L'architetto è responsabile se il progetto viola le distanze legali

L'architetto è responsabile se il progetto viola le distanze legali
28 Novembre 2023: L'architetto è responsabile se il progetto viola le distanze legali 28 Novembre 2023

IL FATTO. Con ricorso ex art. 702 bis c.p.c. i proprietari di un immobile avevano convenuto in giudizio l’architetto Tizio chiedendone la condanna al risarcimento dei danni causati dai lavori di arretramento del loro fabbricato costruito sulla base del progetto redatto dal professionista in violazione delle distanze legali dai confini.
Il Tribunale accoglieva l’eccezione di prescrizione sollevata dall’architetto convenuto e rigettava la domanda attrice.
I proprietari dell’immobile proponevano quindi appello avverso la sentenza di primo grado e la Corte d’appello, respinta l’eccezione di prescrizione, nel merito affermava l’insussistenza di responsabilità in capo all’architetto, in quanto l’arretramento del fabbricato non era dipesa da un suo errore progettuale, ma dal contrasto tra le norme urbanistiche del Comune e le norme dettate in materia di distanze nelle costruzioni del codice civile e dall’art. 9, D.M. n,. 1444/1968. Veniva esclusa, quindi, la responsabilità del professionista, ai sensi dell’art. 2236 c.c., trattandosi di “soluzione di problemi tecnici di speciale difficoltà, salvi i casi di dolo o di colpa grave, certamente quivi non ricorrenti”.

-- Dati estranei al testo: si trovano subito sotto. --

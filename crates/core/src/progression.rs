//! Progression - lifecycle phase, score, level and play time
//!
//! ```text
//! Countdown --(last tick)--> Active <--(pause)--> Paused
//!                              |
//!                         (spawn blocked)
//!                              v
//!        Countdown <--(restart)-- GameOver
//! ```
//!
//! Time never comes from a clock inside this module: every time-dependent call
//! takes the caller's `now`. Play time accumulates only while `Active`.

use std::time::{Duration, Instant};

use tracing::info;

use crate::config::EngineConfig;
use crate::scoring::{drop_delay_ms, drop_score, line_clear_score};
use crate::snapshot::ProgressionSnapshot;
use crate::stats::Statistics;
use crate::types::{EngineError, Phase};

#[derive(Debug, Clone)]
pub struct Progression {
    config: EngineConfig,
    phase: Phase,
    countdown: u8,
    score: u64,
    level: u32,
    lines_total: u32,
    lines_in_level: u32,
    /// Clear events by size: singles, doubles, triples, four-line clears.
    histogram: [u32; 4],
    pieces: u64,
    /// Play time banked before the current active stretch.
    banked: Duration,
    /// Start of the current active stretch, `None` unless `Active`.
    running_since: Option<Instant>,
    /// Last measured play time.
    elapsed: Duration,
    drop_delay_ms: u32,
}

impl Progression {
    /// Fresh progression in `Countdown`. The config is validated first, so a
    /// zero `lines_per_level` can never reach the leveling loop.
    pub fn new(config: EngineConfig) -> Result<Self, EngineError> {
        config.validate()?;
        Ok(Self::with_valid_config(config))
    }

    fn with_valid_config(config: EngineConfig) -> Self {
        Self {
            config,
            phase: Phase::Countdown,
            countdown: config.countdown_ticks,
            score: 0,
            level: 1,
            lines_total: 0,
            lines_in_level: 0,
            histogram: [0; 4],
            pieces: 0,
            banked: Duration::ZERO,
            running_since: None,
            elapsed: Duration::ZERO,
            drop_delay_ms: drop_delay_ms(1, &config),
        }
    }

    /// Advance the countdown by one tick.
    ///
    /// Returns `true` exactly once: on the tick that enters `Active`.
    pub fn tick_countdown(&mut self, now: Instant) -> bool {
        if self.phase != Phase::Countdown {
            return false;
        }
        self.countdown = self.countdown.saturating_sub(1);
        if self.countdown > 0 {
            return false;
        }
        self.phase = Phase::Active;
        self.banked = Duration::ZERO;
        self.running_since = Some(now);
        self.elapsed = Duration::ZERO;
        info!("countdown finished, game active");
        true
    }

    /// Toggle `Active` and `Paused`. Any other phase is left alone.
    pub fn toggle_pause(&mut self, now: Instant) -> bool {
        match self.phase {
            Phase::Active => {
                self.update_time(now);
                self.banked = self.elapsed;
                self.running_since = None;
                self.phase = Phase::Paused;
                info!(elapsed_ms = self.elapsed.as_millis() as u64, "paused");
                true
            }
            Phase::Paused => {
                // Paused time is never banked, so resuming shifts the origin.
                self.running_since = Some(now);
                self.phase = Phase::Active;
                info!("resumed");
                true
            }
            Phase::Countdown | Phase::GameOver => false,
        }
    }

    /// Refresh the play time. No effect outside `Active`.
    pub fn update_time(&mut self, now: Instant) {
        if let (Phase::Active, Some(since)) = (self.phase, self.running_since) {
            self.elapsed = self.banked + now.saturating_duration_since(since);
        }
    }

    /// End the game, taking a final time measurement. Only from `Active`.
    pub fn set_game_over(&mut self, now: Instant) -> bool {
        if self.phase != Phase::Active {
            return false;
        }
        self.update_time(now);
        self.running_since = None;
        self.phase = Phase::GameOver;
        info!(
            score = self.score,
            level = self.level,
            lines = self.lines_total,
            "game over"
        );
        true
    }

    /// Start over from the countdown. Only from `GameOver`.
    pub fn restart(&mut self) -> bool {
        if self.phase != Phase::GameOver {
            return false;
        }
        *self = Self::with_valid_config(self.config);
        info!("restart");
        true
    }

    /// Score a clear of `lines` rows and advance the level counter.
    ///
    /// Returns the points awarded. Counts outside 1-4 and calls outside
    /// `Active` award nothing.
    pub fn add_line_clear(&mut self, lines: usize) -> u64 {
        if self.phase != Phase::Active || !(1..=4).contains(&lines) {
            return 0;
        }
        let points = line_clear_score(lines, self.level);
        self.score = self.score.saturating_add(points);
        self.histogram[lines - 1] += 1;

        let lines = lines as u32;
        self.lines_total += lines;
        self.lines_in_level += lines;
        while self.lines_in_level >= self.config.lines_per_level {
            self.lines_in_level -= self.config.lines_per_level;
            self.level += 1;
            self.drop_delay_ms = drop_delay_ms(self.level, &self.config);
            info!(level = self.level, drop_delay_ms = self.drop_delay_ms, "level up");
        }
        points
    }

    /// Points for cells moved down by a manual soft drop
    pub fn add_soft_drop(&mut self, cells: u32) -> u64 {
        self.add_drop(cells, false)
    }

    /// Points for cells traveled by a hard drop
    pub fn add_hard_drop(&mut self, cells: u32) -> u64 {
        self.add_drop(cells, true)
    }

    fn add_drop(&mut self, cells: u32, hard: bool) -> u64 {
        if self.phase != Phase::Active {
            return 0;
        }
        let points = drop_score(cells, hard);
        self.score = self.score.saturating_add(points);
        points
    }

    pub fn record_piece_spawned(&mut self) {
        if self.phase == Phase::Active {
            self.pieces += 1;
        }
    }

    pub fn phase(&self) -> Phase {
        self.phase
    }

    pub fn is_active(&self) -> bool {
        self.phase == Phase::Active
    }

    pub fn countdown(&self) -> u8 {
        self.countdown
    }

    pub fn score(&self) -> u64 {
        self.score
    }

    pub fn level(&self) -> u32 {
        self.level
    }

    pub fn lines_total(&self) -> u32 {
        self.lines_total
    }

    pub fn lines_in_level(&self) -> u32 {
        self.lines_in_level
    }

    pub fn histogram(&self) -> [u32; 4] {
        self.histogram
    }

    pub fn pieces(&self) -> u64 {
        self.pieces
    }

    /// Play time as of the last [`update_time`](Self::update_time)
    pub fn elapsed(&self) -> Duration {
        self.elapsed
    }

    pub fn drop_delay_ms(&self) -> u32 {
        self.drop_delay_ms
    }

    pub fn drop_delay(&self) -> Duration {
        Duration::from_millis(u64::from(self.drop_delay_ms))
    }

    pub fn config(&self) -> &EngineConfig {
        &self.config
    }

    pub fn statistics(&self) -> Statistics {
        Statistics {
            elapsed: self.elapsed,
            pieces: self.pieces,
            lines_total: self.lines_total,
            lines_in_level: self.lines_in_level,
            lines_per_level: self.config.lines_per_level,
            histogram: self.histogram,
        }
    }

    pub fn snapshot(&self) -> ProgressionSnapshot {
        ProgressionSnapshot {
            phase: self.phase,
            countdown: self.countdown,
            score: self.score,
            level: self.level,
            lines_total: self.lines_total,
            lines_in_level: self.lines_in_level,
            histogram: self.histogram,
            pieces: self.pieces,
            elapsed_ms: self.elapsed.as_millis() as u64,
            drop_delay_ms: self.drop_delay_ms,
        }
    }
}

impl Default for Progression {
    fn default() -> Self {
        Self::with_valid_config(EngineConfig::default())
    }
}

Avverso tale sentenza i proprietari dell’immobile proponevano, quindi, ricorso per cassazione.
LA DECISIONE. La Suprema Corte di Cassazione, con l’ordinanza n. 14527 del 25.05.2023, ha anzitutto affermato che “è ius receptum nella giurisprudenza di legittimità” che il progettista dei lavori e direttore degli stessi “deve assicurare la conformità di tale progetto alla normativa urbanistica (..)”.
Ha inoltre ribadito, richiamando che “si tratta di un’obbligazione di risultato, in base alla quale il professionista è tenuto alla prestazione di un progetto concretamente utilizzabile, anche dal punto di vista tecnico e giuridico, con la conseguenza che l’irrealizzabilità dell’opera, per erroneità o inadeguatezza del progetto affidatogli, dà luogo ad un inadempimento dell’incarico”.
La Suprema Corte ha, quindi, precisato richiamando i propri precedenti conformi che “la costruzione realizzata in conformità del progetto, ma in violazione delle distanze legali, determina un fatto illecito, con conseguente diritto di rivalsa del committente nei confronti del progettista e del direttore dei lavori, stante il nesso causale tra detto illecito ed il comportamento del professionista che ha predisposto il progetto e diretto i lavori”.
La Suprema Corte ha quindi concluso che la Corte d’appello aveva erroneamente affermato che “il contrasto tra le norme locali e la norma nazionale non rientrava nel sapere specialistico dell’architetto sebbene fosse stata accertata giudizialmente l’erroneità del progetto per difformità alle norme civilistiche in materia di distanza e al D.M. n. 1444/1968 gerarchicamente sovraordinate alla normativa urbanistica” e pertanto ha cassato la sentenza impugnata e rinviato alla Corte d’appello in diversa composizione.